BoW Vs. TF-IDF
We humans read words effortlessly, but computers only understand numbers. So how do we bridge that gap? That’s where methods like Bag-of-Words (BoW) and TF-IDF come in.
What problem are we solving?
When we read a piece of text, the words seem never-ending with an infinite vocabulary. The problem with raw text is that it is messy, unstructured, and consists of a multitude of words. We need a way to represent raw text in numerical form such that the data is structured and easier to process. This process is known as vectorization, and we’ll discuss it.
Bag-of-Words (BoW)
Bag-of-Words (BoW) is one of the fundamental ways of converting text to numbers. In simple terms, it keeps count of the occurrence of each unique word in a document. It is used for its simplicity, intuitiveness, and also its effectiveness. Let’s break it down step-by-step and see how it works.
Suppose you have the following sentences:
“How are you?” “I am very good.” “What a lovely day.”
Step 1
Make a set of unique words (vocabulary) vocab = (how, are, you, i, am, very, good, what, a, lovely, day) len(vocab) = 11
Step 2
Initialize a zero vector of length len(vocab) for each sentence
v1 = [0,0,0,0,0,0,0,0,0,0,0]
v2 = [0,0,0,0,0,0,0,0,0,0,0]
v3 = [0,0,0,0,0,0,0,0,0,0,0]
Step 3
Keep count of how many times a word in the vocab has occurred in the sentence, and replace the 0 with the count.
v1 = [1,1,1,0,0,0,0,0,0,0,0]
v2 = [0,0,0,1,1,1,1,0,0,0,0]
v3 = [0,0,0,0,0,0,0,1,1,1,1]
Now you have successfully converted the sentence to numerical form using BoW. Notice how each sentence is now just a row of numbers; no meaning, no grammar, just counts.
But, easy as it looks, there are many drawbacks to BoW.
Drawbacks:
- All of the words are given the same priority.
- Lots of filler words, such as “a”, “am”, “the”, etc., make the vector size large.
- There is no priority given to rare words in the sentences.
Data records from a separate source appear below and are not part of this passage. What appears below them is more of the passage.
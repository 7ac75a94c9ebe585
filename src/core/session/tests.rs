use std::time::{Duration, Instant};

use super::*;
use crate::dom::{NodeId, insert_fragment, parse_document};
use crate::outline::Fingerprint;
use crate::sidebar::render_text;

const URL: &str = "https://chatgpt.com/c/abc";

fn page() -> Document {
    parse_document(
        r#"<main>
            <article><div class="whitespace-pre-wrap">What is X?</div></article>
            <article><div class="markdown prose"><h3>Intro</h3></div></article>
            <article><div class="whitespace-pre-wrap">What is Y?</div></article>
            <article><div class="markdown prose"><h3>Intro</h3><h3>Details</h3></div></article>
        </main>"#,
    )
    .unwrap()
}

fn main_of(doc: &Document) -> NodeId {
    doc.descendants(doc.body())
        .find(|&n| doc.tag(n) == Some("main"))
        .unwrap()
}

fn turn(question: &str, heading: &str) -> String {
    format!(
        r#"<article><div class="whitespace-pre-wrap">{question}</div></article>
           <article><div class="markdown prose"><h3>{heading}</h3></div></article>"#
    )
}

fn start(doc: &mut Document) -> Session {
    let settings = Settings::default();
    let registry = settings.registry().unwrap();
    Session::start(doc, &registry, URL, &settings).unwrap()
}

fn questions(session: &Session, doc: &Document) -> Vec<String> {
    session
        .snapshot(doc)
        .entries
        .into_iter()
        .map(|e| e.question)
        .collect()
}

fn navigate(question: &str, heading: Option<usize>) -> Intent {
    Intent::Navigate(Navigation {
        entry: Fingerprint::of(question),
        heading,
    })
}

#[test]
fn test_unsupported_url_leaves_page_alone() {
    let mut doc = page();
    let settings = Settings::default();
    let registry = Registry::builtin();

    assert!(Session::start(&mut doc, &registry, "https://example.com/", &settings).is_none());
    assert_eq!(doc.writes(), 0);
    assert!(!doc.is_observing());
}

#[test]
fn test_start_runs_initial_pass() {
    let mut doc = page();
    let session = start(&mut doc);

    assert_eq!(session.adapter().id(), "chatgpt");
    assert_eq!(session.passes(), 1);
    assert!(doc.is_observing());
    assert!(session.sidebar().is_attached(&doc));
    assert_eq!(questions(&session, &doc), vec!["What is X?", "What is Y?"]);
    // nothing pending, so the loop idles
    assert_eq!(session.next_deadline(), None);
}

#[test]
fn test_burst_of_mutations_runs_one_pass() {
    let mut doc = page();
    let mut session = start(&mut doc);
    let main = main_of(&doc);
    let t0 = Instant::now();
    let step = Duration::from_millis(100);

    for (i, q) in ["A?", "B?", "C?", "D?"].iter().enumerate() {
        insert_fragment(&mut doc, main, None, &turn(q, "h")).unwrap();
        let at = t0 + step * u32::try_from(i).unwrap();
        assert_eq!(session.on_mutations(&mut doc, at), 1);
    }

    // chatgpt waits 1s after the last event (t0 + 300ms)
    let last = t0 + step * 3;
    assert!(session.poll(&mut doc, last + Duration::from_millis(999)).is_none());
    assert_eq!(session.passes(), 1);

    let outcome = session.poll(&mut doc, last + Duration::from_secs(1));
    assert_eq!(
        outcome,
        Some(ReconcileOutcome::Patched {
            appended: 4,
            replaced: 0
        })
    );
    assert_eq!(session.passes(), 2);
    assert!(session.poll(&mut doc, last + Duration::from_secs(10)).is_none());
    assert_eq!(questions(&session, &doc).len(), 6);
}

#[test]
fn test_own_writes_do_not_schedule_passes() {
    let mut doc = page();
    let mut session = start(&mut doc);
    let now = Instant::now();

    session.dispatch(&mut doc, Intent::ToggleAll);
    session.dispatch(&mut doc, navigate("What is X?", None));
    assert!(!doc.has_pending_records());

    assert_eq!(session.on_mutations(&mut doc, now), 0);
    assert_eq!(session.next_deadline(), None);
}

#[test]
fn test_repeated_intents_leave_nothing_queued() {
    let mut doc = page();
    let mut session = start(&mut doc);
    let nodes = doc.live_nodes();

    for _ in 0..500 {
        session.dispatch(&mut doc, Intent::Toggle(Fingerprint::of("What is X?")));
    }
    assert!(!doc.has_pending_records());
    assert_eq!(doc.live_nodes(), nodes);

    session.dispatch(&mut doc, navigate("What is Y?", Some(1)));
    session.dispatch(&mut doc, Intent::ToggleDrawer);
    session.dispatch(&mut doc, Intent::Refresh);
    assert!(!doc.has_pending_records());
}

#[test]
fn test_page_records_survive_intents() {
    let mut doc = page();
    let mut session = start(&mut doc);
    let main = main_of(&doc);

    insert_fragment(&mut doc, main, None, &turn("What is Z?", "Z")).unwrap();
    session.dispatch(&mut doc, Intent::Toggle(Fingerprint::of("What is X?")));
    assert!(doc.has_pending_records());
    assert_eq!(session.on_mutations(&mut doc, Instant::now()), 1);
    assert!(session.next_deadline().is_some());
}

#[test]
fn test_refresh_supersedes_pending_pass() {
    let mut doc = page();
    let mut session = start(&mut doc);
    let main = main_of(&doc);
    let now = Instant::now();

    insert_fragment(&mut doc, main, None, &turn("What is Z?", "Z")).unwrap();
    session.on_mutations(&mut doc, now);
    assert!(session.next_deadline().is_some());

    assert_eq!(
        session.dispatch(&mut doc, Intent::Refresh),
        Dispatched::Pass(ReconcileOutcome::Patched {
            appended: 1,
            replaced: 0
        })
    );
    assert_eq!(session.passes(), 2);
    assert_eq!(session.next_deadline(), None);
    assert!(session.poll(&mut doc, now + Duration::from_secs(5)).is_none());
    assert_eq!(session.passes(), 2);
}

#[test]
fn test_toggle_second_entry_keeps_indicator_expanded() {
    let mut doc = page();
    let mut session = start(&mut doc);

    assert_eq!(
        session.dispatch(&mut doc, Intent::Toggle(Fingerprint::of("What is Y?"))),
        Dispatched::Applied
    );
    let snap = session.snapshot(&doc);
    assert!(!snap.entries[0].collapsed);
    assert!(snap.entries[1].collapsed);
    assert!(snap.any_expanded);
    assert!(render_text(&snap).starts_with("Outline · chatgpt  [-]"));

    assert_eq!(
        session.dispatch(&mut doc, Intent::Toggle(Fingerprint::of("Nope?"))),
        Dispatched::Ignored
    );
}

#[test]
fn test_navigation_scrolls_and_keeps_one_active() {
    let mut doc = page();
    let mut session = start(&mut doc);

    let targets = [
        navigate("What is X?", None),
        navigate("What is Y?", Some(1)),
        navigate("What is X?", Some(0)),
        navigate("What is Y?", Some(0)),
    ];
    for intent in targets {
        assert_eq!(session.dispatch(&mut doc, intent), Dispatched::Applied);
        let snap = session.snapshot(&doc);
        let active = snap
            .entries
            .iter()
            .map(|e| usize::from(e.active) + e.headings.iter().filter(|h| h.active).count())
            .sum::<usize>();
        assert_eq!(active, 1);
    }

    let scrolled = doc.scrolled_to().unwrap();
    assert_eq!(doc.normalized_text(scrolled), "Intro");
    assert_eq!(
        session.dispatch(&mut doc, navigate("What is Y?", Some(7))),
        Dispatched::Ignored
    );
}

#[test]
fn test_navigation_reresolves_stale_reference() {
    let mut doc = page();
    let mut session = start(&mut doc);
    let main = main_of(&doc);

    // the page re-renders the same conversation before any pass runs
    doc.clear_children(main);
    insert_fragment(&mut doc, main, None, &turn("What is X?", "Intro")).unwrap();
    insert_fragment(&mut doc, main, None, &turn("What is Y?", "Details")).unwrap();

    assert_eq!(
        session.dispatch(&mut doc, navigate("What is Y?", None)),
        Dispatched::Applied
    );
    let scrolled = doc.scrolled_to().unwrap();
    assert!(doc.is_connected(scrolled));
    assert_eq!(doc.normalized_text(scrolled), "What is Y?");
}

#[test]
fn test_navigation_to_vanished_entry_is_ignored() {
    let mut doc = page();
    let mut session = start(&mut doc);
    let main = main_of(&doc);

    doc.clear_children(main);
    assert_eq!(
        session.dispatch(&mut doc, navigate("What is X?", None)),
        Dispatched::Ignored
    );
    assert_eq!(doc.scrolled_to(), None);
}

#[test]
fn test_detached_widget_is_reattached() {
    let mut doc = page();
    let mut session = start(&mut doc);
    let root = session.sidebar().root();

    doc.remove(root);
    assert!(!session.sidebar().is_attached(&doc));

    assert_eq!(session.on_mutations(&mut doc, Instant::now()), 0);
    assert!(session.sidebar().is_attached(&doc));
    assert_eq!(questions(&session, &doc).len(), 2);
}

#[test]
fn test_drag_disabled_by_default() {
    let mut doc = page();
    let mut session = start(&mut doc);
    assert_eq!(
        session.dispatch(&mut doc, Intent::Drag(crate::sidebar::Position { x: 5, y: 5 })),
        Dispatched::Ignored
    );
    assert_eq!(session.dispatch(&mut doc, Intent::ToggleDrawer), Dispatched::Applied);
    assert!(!session.sidebar().is_drawer_open());
}

#[test]
fn test_destroy_cleans_up() {
    let mut doc = page();
    let session = start(&mut doc);
    let root = session.sidebar().root();

    session.destroy(&mut doc);
    assert!(!doc.is_observing());
    assert!(!doc.is_connected(root));
    let leftover = doc
        .descendants(doc.body())
        .any(|n| doc.has_class(n, "outline-container"));
    assert!(!leftover);
}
But BoW isn’t perfect. That’s where TF-IDF comes in — it adds some ‘common sense’ to word importance.
Term Frequency - Inverse Document Frequency(TF-IDF)
This technique of vectorization measures the importance of different words in a document. To understand it, let’s break down each term from the name itself.
TF = word frequency in one document
DF = how many documents contain the word
IDF = how rare a word is across all documents
TF-IDF = TF × IDF
Term Frequency (TF)
t -> term/word
d -> document/page
N -> Number of document/page
tf(t,d)=count of t in d/Total no. of words in d
This reflects how frequently a word appears within a text
Document Frequency (DF)
df(t) = No. of d where t has occured
This reflects the number of documents/pages in which the term/word appears.
Inverse Document Frequency (IDF)
The main drawback of Term-Frequency is that it considers all of the words as equally important
The most occurring words, such as a, an, the, etc., should be weighed down and rare words should be scaled up.
idf(t) =N/df
Problems with the above formula:
- If N becomes very high, idf explodes
- If df = 0, idf becomes invalid
The updated formula for idf becomes, idf(t) =log(N/(df + 1))
TF-IDF
Incorporating all of the above, we get, tf-idf(t) = tf(t,d) x log(N/(df + 1))
Here’s a side-by-side view to make the differences clear.
| BoW | TF-IDF |
|---|---|
| Treats all words equally | Adjusts word importance based on word frequency and rarity across documents |
| Stopwords reduce the meaningfulness of the model | Dilutes the importance of stopwords |
| Document length affects word frequency | Normalizes the effect of document length |
| Simple to implement, but creates a high-dimensional sparse vector | More complex, provides a more informative representation |
BoW and TF-IDF may look old-school compared to embeddings like BERT, but they’re still powerful starting points. Personally, I find that learning these simple methods makes the modern ones much less of a black box.